The injector mounting device 20 includes a cup 40 and a bracket
50.
[0018] In FIG. 2, the cup 40 may be in a bottomed tubular shape
including a sidewall 42 and a bottom end 44. The sidewall 42 may be
in a tubular shape, and the bottom end 44 may be in a disc shape.
The sidewall 42 and the bottom end 44 of the cup 40 may be
integrally formed as a monolithic one piece to define an internal
space 40a. The cup 40 may be formed of metal such as stainless
steel by, for example, forging and/or machining. The cup 40 may
have an inlet 44a as a through hole in the sidewall 42. The
internal space 40a of the cup 40 is communicated with the fuel
passage 10a of the fuel rail 10 through the inlet 44a. The cup 40
is configured to receive the injector 110. The cup 40 may define an
injector axis 110ax. When the cup 40 receives the injector 110, the
injector 110 may be aligned with the injector axis 110ax.
[0019] The bracket 50 may be extended from the sidewall 42 of the
cup 40 along the longitudinal direction of the fuel rail 10. The
bracket 50 may be formed of metal such as stainless steel by, for
example, forging and/or machining. The bracket 50 may be may be
integrally formed as a monolithic one piece. The bracket 50 may
include a body 60 and two arms 70. The arms 70 connect the body 60
of the bracket 50 with the cup 40. The body 60 forms a screw
opening 60a configured to receive the screw 160. When the screw
opening 60a receives the screw 160, the screw 160 may be aligned
along a screw axis 160ax. In the present example, the screw axis
160ax and the injector axis 110ax may be in parallel with each
other.
[0020] The body 60 may have a top surface 61 and a bottom surface
62 each being a flat surface. The top surface 61 and the bottom
surface 62 may be in parallel with each other. The body 60 has a
pivot end 64 on the opposite side of the screw axis 160ax from an
arm-side ends 66.
[0021] FIG. 3 shows the components before being assembled together.

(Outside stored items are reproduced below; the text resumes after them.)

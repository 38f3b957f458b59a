//! Refresh engine: read a tracked document, collect and mark unpushed items,
//! write the document back atomically and render a reply.
//!
//! The engine keeps no state between calls beyond per-file locks; everything
//! it tracks lives in the JSON documents. Calls touching the same resolved
//! file are serialised within the process. Nothing coordinates separate
//! processes: two of them refreshing one file race at whole-document
//! granularity and the last rename wins.
//!
//! The typed operations ([`RefreshEngine::refresh`], [`RefreshEngine::reset`])
//! return `Result`. The reply operations (`refresh_source`,
//! `refresh_multiple_sources`, `reset_source`, `reset_all`) never fail: they
//! render data, a fixed marker, or a line starting with `[ERR]`.

mod error;
mod locks;

pub use error::EngineError;

use std::collections::BTreeMap;

use camino::{Utf8Path, Utf8PathBuf};
use herald_core::{
    DotPath, EventSink, NO_SOURCES, NO_UPDATE, RefreshEvent, Source, TargetShape, format_items,
    is_error_reply, labelled_reply,
};
use herald_fs::BaseDir;
use serde_json::Value;

use crate::LogSink;
use locks::FileLocks;

/// Reply from [`RefreshEngine::reset_all`] when no source could be reset.
pub const NOTHING_RESET: &str = "No sources needed resetting";

/// Result of a successful [`RefreshEngine::refresh`].
#[derive(Debug, Clone, PartialEq, Eq)]
pub enum RefreshOutcome {
    /// Nothing was unpushed; the document was not rewritten.
    NothingNew,
    /// Copies of the newly marked items, taken before the mark.
    Collected(Vec<Value>),
}

/// Stateless refresh and reset operations over documents below a base
/// directory.
///
/// # Examples
///
/// ```no_run
/// use camino::Utf8Path;
/// use herald_core::Source;
/// use herald_data::RefreshEngine;
/// use herald_fs::BaseDir;
///
/// # fn main() -> Result<(), Box<dyn std::error::Error>> {
/// let engine = RefreshEngine::new(BaseDir::open(Utf8Path::new("./data"))?);
/// let source = Source::new("status", "status.json")?;
/// println!("{}", engine.refresh_source(&source));
/// # Ok(())
/// # }
/// ```
#[derive(Debug)]
pub struct RefreshEngine<S = LogSink> {
    base: BaseDir,
    sink: S,
    locks: FileLocks,
}

impl RefreshEngine<LogSink> {
    /// Create an engine that reports events through the `log` facade.
    #[must_use]
    pub fn new(base: BaseDir) -> Self {
        Self::with_sink(base, LogSink)
    }
}

impl<S: EventSink> RefreshEngine<S> {
    /// Create an engine reporting events to `sink`.
    pub fn with_sink(base: BaseDir, sink: S) -> Self {
        Self {
            base,
            sink,
            locks: FileLocks::default(),
        }
    }

    /// Root every source file is resolved against.
    pub const fn base_dir(&self) -> &BaseDir {
        &self.base
    }

    /// Collect and mark the unpushed items of `source`.
    ///
    /// The document is rewritten only when at least one item was marked.
    pub fn refresh(&self, source: &Source) -> Result<RefreshOutcome, EngineError> {
        let path = self.locate(source)?;
        let handle = self.locks.handle(&path);
        let _guard = FileLocks::acquire(&handle);

        let mut document = load_document(&path)?;
        let items = {
            let target = resolve_target(&mut document, source)?;
            TargetShape::classify(target)?.collect_unpushed()
        };
        if items.is_empty() {
            return Ok(RefreshOutcome::NothingNew);
        }
        persist_document(&path, &document)?;
        Ok(RefreshOutcome::Collected(items))
    }

    /// Clear the pushed flag on every item of `source` and return how many
    /// were cleared.
    ///
    /// A scalar target has nothing to reset and yields zero.
    pub fn reset(&self, source: &Source) -> Result<usize, EngineError> {
        let path = self.locate(source)?;
        let handle = self.locks.handle(&path);
        let _guard = FileLocks::acquire(&handle);

        let mut document = load_document(&path)?;
        let cleared = {
            let target = resolve_target(&mut document, source)?;
            TargetShape::classify(target).map_or(0, TargetShape::reset_pushed)
        };
        if cleared > 0 {
            persist_document(&path, &document)?;
        }
        Ok(cleared)
    }

    /// Refresh one source and render the reply.
    pub fn refresh_source(&self, source: &Source) -> String {
        let name = source.name_key();
        match self.refresh(source) {
            Ok(RefreshOutcome::NothingNew) => {
                self.sink.emit(&RefreshEvent::NothingNew {
                    name: name.to_owned(),
                });
                NO_UPDATE.to_owned()
            }
            Ok(RefreshOutcome::Collected(items)) => match format_items(&items) {
                Ok(text) => {
                    self.sink.emit(&RefreshEvent::Refreshed {
                        name: name.to_owned(),
                        items: items.len(),
                    });
                    text
                }
                Err(err) => self.fail(name, &EngineError::Serialise(err)),
            },
            Err(err) => self.fail(name, &err),
        }
    }

    /// Refresh every source in key order and join the replies.
    ///
    /// Sources with nothing new are left out; data replies are labelled with
    /// their source name and separated by a blank line. When every source
    /// had nothing new the whole reply is the no-update marker.
    pub fn refresh_multiple_sources(&self, sources: &BTreeMap<String, Source>) -> String {
        if sources.is_empty() {
            return NO_SOURCES.to_owned();
        }
        let replies: Vec<String> = sources
            .iter()
            .filter_map(|(name, source)| {
                let reply = self.refresh_source(source);
                if reply == NO_UPDATE {
                    None
                } else if is_error_reply(&reply) {
                    Some(reply)
                } else {
                    Some(labelled_reply(name, &reply))
                }
            })
            .collect();
        if replies.is_empty() {
            NO_UPDATE.to_owned()
        } else {
            replies.join("\n\n")
        }
    }

    /// Reset one source and render the reply.
    pub fn reset_source(&self, source: &Source) -> String {
        let name = source.name_key();
        match self.reset(source) {
            Ok(count) => {
                self.sink.emit(&RefreshEvent::Reset {
                    name: name.to_owned(),
                    count,
                });
                if count > 0 {
                    format!("Reset {count} items in {name}")
                } else {
                    format!("No items to reset in {name}")
                }
            }
            Err(err) => self.fail(name, &err),
        }
    }

    /// Reset every source and join the successful replies, one per line.
    ///
    /// Failed sources are reported through the sink but left out of the
    /// reply.
    pub fn reset_all(&self, sources: &BTreeMap<String, Source>) -> String {
        let replies: Vec<String> = sources
            .values()
            .map(|source| self.reset_source(source))
            .filter(|reply| !is_error_reply(reply))
            .collect();
        if replies.is_empty() {
            NOTHING_RESET.to_owned()
        } else {
            replies.join("\n")
        }
    }

    fn fail(&self, name: &str, err: &EngineError) -> String {
        let reply = err.reply(name);
        self.sink.emit(&RefreshEvent::Failed {
            name: name.to_owned(),
            message: err.to_string(),
        });
        reply
    }

    fn locate(&self, source: &Source) -> Result<Utf8PathBuf, EngineError> {
        let path = self.base.resolve(source.file())?;
        match herald_fs::file_is_file(&path) {
            Ok(true) => Ok(path),
            Ok(false) => Err(EngineError::NotAFile { path }),
            Err(err) if err.kind() == std::io::ErrorKind::NotFound => Err(EngineError::NotFound {
                file: source.file().to_owned(),
            }),
            Err(source) => Err(EngineError::Inspect { path, source }),
        }
    }
}

fn load_document(path: &Utf8Path) -> Result<Value, EngineError> {
    let text = herald_fs::read_utf8_file(path).map_err(|source| EngineError::Read {
        path: path.to_path_buf(),
        source,
    })?;
    serde_json::from_str(&text).map_err(|source| EngineError::Parse {
        path: path.to_path_buf(),
        source,
    })
}

fn resolve_target<'d>(
    document: &'d mut Value,
    source: &Source,
) -> Result<&'d mut Value, EngineError> {
    let Some(raw) = source.target_path() else {
        return Ok(document);
    };
    DotPath::parse(raw)
        .and_then(|path| path.resolve_mut(document))
        .map_err(|err| EngineError::Path {
            dot_path: raw.to_owned(),
            source: err,
        })
}

fn persist_document(path: &Utf8Path, document: &Value) -> Result<(), EngineError> {
    let text = serde_json::to_string_pretty(document).map_err(EngineError::Serialise)?;
    herald_fs::write_atomic(path, text.as_bytes()).map_err(|source| EngineError::Write {
        path: path.to_path_buf(),
        source,
    })
}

In FIG. 3, the arms 70 may define a gap 70a therebetween. The body
60 may be in a C-shape having the arm-side ends 66 connected with
the arms 70 respectively. The body 60 may be in a partial tubular
shape having a notch opening 60b to form a C-shaped section. Each
of the arms 70 may be in a plate shape. The arms 70 may extend from
the arm-side ends 66 of the body 60 to form the gap 70a extending
from the notch opening 60b.
[0022] In FIG. 3, the sidewall 42 of the cup 40 may have a key slot
42a. The key slot 42a may be in a rectangular shape corresponding
to the outer shape of one ends of the arms 70. The key slot 42a may
be dented radially inward from the surface of the sidewall 42. The
key slot 42a may be formed by machining such as cutting the
sidewall 42 radially inward. The key slot 42a may receive the one
ends of the arms 70. Specifically, the one ends of the arms 70 may
be fitted to the key slot 42a of the cup 40. Thus, the bracket 50
may be connected with the sidewall 42 of the cup 40 to be extended
from the sidewall 42 of the cup 40. The bracket 50 may be fixed to
the cup 40 by, for example, brazing.
[0023] The injector 110 may have a fuel inlet end 112 to be seated
within the internal space 40a of the cup 40. The fuel inlet end 112
may be equipped with an O-ring 114 to seal between the fuel inlet
end 112 of the injector 110 and the inner periphery of the sidewall
42 of the cup 40 thereby to restrict fuel from leaking out from the
internal space 40a of the cup 40. The sidewall 42 of the cup 40 may
have a dimension to receive the fuel inlet end 112 of the injector
110 such that the fuel inlet end 112 of the injector 110 abuts the
inner periphery of the sidewall 42 of the cup 40. In this way, the
cup 40 may align the injector 110 along the injector axis 110ax.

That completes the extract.